| Work to be completed |
Copy exactly the lines of the data below that run from the line holding "fn record_latency_ms(&self, name: &'static" through the line holding "pub fn manager(&self)", both ends included.

| The records |
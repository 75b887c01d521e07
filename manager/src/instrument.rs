//! Operation timing decorator.
//!
//! Wraps a [`CacheManager`] to time every operation with the monotonic
//! clock and feed an injected [`MetricsSink`]. The wrapper changes no
//! observable behavior of the manager.

use crate::error::{CacheError, WriteError};
use crate::manager::CacheManager;
use crate::snapshot::MetricsSnapshot;
use dashmap::DashMap;
use std::hash::Hash;
use std::sync::Arc;
use std::time::Instant;

/// Metric name of the per-operation counter.
pub const OPERATIONS_TOTAL: &str = "cache_operations_total";
/// Metric name of the per-operation latency histogram.
pub const OPERATION_LATENCY_MS: &str = "cache_operation_latency_ms";

/// Destination for operation metrics.
///
/// Exporters (Prometheus, OpenTelemetry, ...) live outside this crate;
/// they adapt to this trait.
pub trait MetricsSink: Send + Sync {
    /// Count one occurrence of `op` under the metric `name`.
    fn increment_counter(&self, name: &'static str, op: &'static str);

    /// Record an observed latency for `op` under the metric `name`.
    fn record_latency_ms(&self, name: &'static str, op: &'static str, latency_ms: f64);
}

/// [`CacheManager`] decorator that measures operation latency.
pub struct InstrumentedManager<K, V> {
    manager: CacheManager<K, V>,
    sink: Arc<dyn MetricsSink>,
    last_latency: DashMap<K, f64>,
}

impl<K, V> InstrumentedManager<K, V>
where
    K: Eq + Hash + Clone + Send + Sync + 'static,
    V: Clone + Send + Sync + 'static,
{
    /// Wrap `manager`, reporting to `sink`.
    pub fn new(manager: CacheManager<K, V>, sink: Arc<dyn MetricsSink>) -> Self {
        Self {
            manager,
            sink,
            last_latency: DashMap::new(),
        }
    }

    /// Timed [`CacheManager::get_or_add`].
    pub async fn get_or_add(&self, key: &K) -> Result<V, CacheError> {
        let started = Instant::now();
        let result = self.manager.get_or_add(key).await;
        self.observe("get_or_add", key, started);
        result
    }

    /// Timed [`CacheManager::set`].
    pub async fn set(&self, key: &K, value: V) -> Result<(), WriteError> {
        let started = Instant::now();
        let result = self.manager.set(key, value).await;
        self.observe("set", key, started);
        result
    }

    /// Timed [`CacheManager::remove`].
    pub async fn remove(&self, key: &K) -> bool {
        let started = Instant::now();
        let result = self.manager.remove(key).await;
        self.observe("remove", key, started);
        result
    }

    /// Snapshot augmented with the per-key latencies this wrapper has
    /// observed.
    pub fn snapshot(&self, top_n: usize) -> MetricsSnapshot<K> {
        let mut snapshot = self.manager.snapshot(top_n);
        for (key, metrics) in snapshot.keys.iter_mut() {
            if let Some(latency) = self.last_latency.get(key) {
                metrics.last_latency_ms = Some(*latency);
            }
        }
        snapshot
    }

    /// The wrapped manager.
    pub fn manager(&self) -> &CacheManager<K, V> {
        &self.manager
    }

    /// Unwrap, discarding the instrumentation.
    pub fn into_inner(self) -> CacheManager<K, V> {
        self.manager
    }

    fn observe(&self, op: &'static str, key: &K, started: Instant) {
        let latency_ms = started.elapsed().as_secs_f64() * 1000.0;
        self.sink.increment_counter(OPERATIONS_TOTAL, op);
        self.sink
            .record_latency_ms(OPERATION_LATENCY_MS, op, latency_ms);
        self.last_latency.insert(key.clone(), latency_ms);
    }
}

| Finished exercise |
    fn record_latency_ms(&self, name: &'static str, op: &'static str, latency_ms: f64);
}

/// [`CacheManager`] decorator that measures operation latency.
pub struct InstrumentedManager<K, V> {
    manager: CacheManager<K, V>,
    sink: Arc<dyn MetricsSink>,
    last_latency: DashMap<K, f64>,
}

impl<K, V> InstrumentedManager<K, V>
where
    K: Eq + Hash + Clone + Send + Sync + 'static,
    V: Clone + Send + Sync + 'static,
{
    /// Wrap `manager`, reporting to `sink`.
    pub fn new(manager: CacheManager<K, V>, sink: Arc<dyn MetricsSink>) -> Self {
        Self {
            manager,
            sink,
            last_latency: DashMap::new(),
        }
    }

    /// Timed [`CacheManager::get_or_add`].
    pub async fn get_or_add(&self, key: &K) -> Result<V, CacheError> {
        let started = Instant::now();
        let result = self.manager.get_or_add(key).await;
        self.observe("get_or_add", key, started);
        result
    }

    /// Timed [`CacheManager::set`].
    pub async fn set(&self, key: &K, value: V) -> Result<(), WriteError> {
        let started = Instant::now();
        let result = self.manager.set(key, value).await;
        self.observe("set", key, started);
        result
    }

    /// Timed [`CacheManager::remove`].
    pub async fn remove(&self, key: &K) -> bool {
        let started = Instant::now();
        let result = self.manager.remove(key).await;
        self.observe("remove", key, started);
        result
    }

    /// Snapshot augmented with the per-key latencies this wrapper has
    /// observed.
    pub fn snapshot(&self, top_n: usize) -> MetricsSnapshot<K> {
        let mut snapshot = self.manager.snapshot(top_n);
        for (key, metrics) in snapshot.keys.iter_mut() {
            if let Some(latency) = self.last_latency.get(key) {
                metrics.last_latency_ms = Some(*latency);
            }
        }
        snapshot
    }

    /// The wrapped manager.
    pub fn manager(&self) -> &CacheManager<K, V> {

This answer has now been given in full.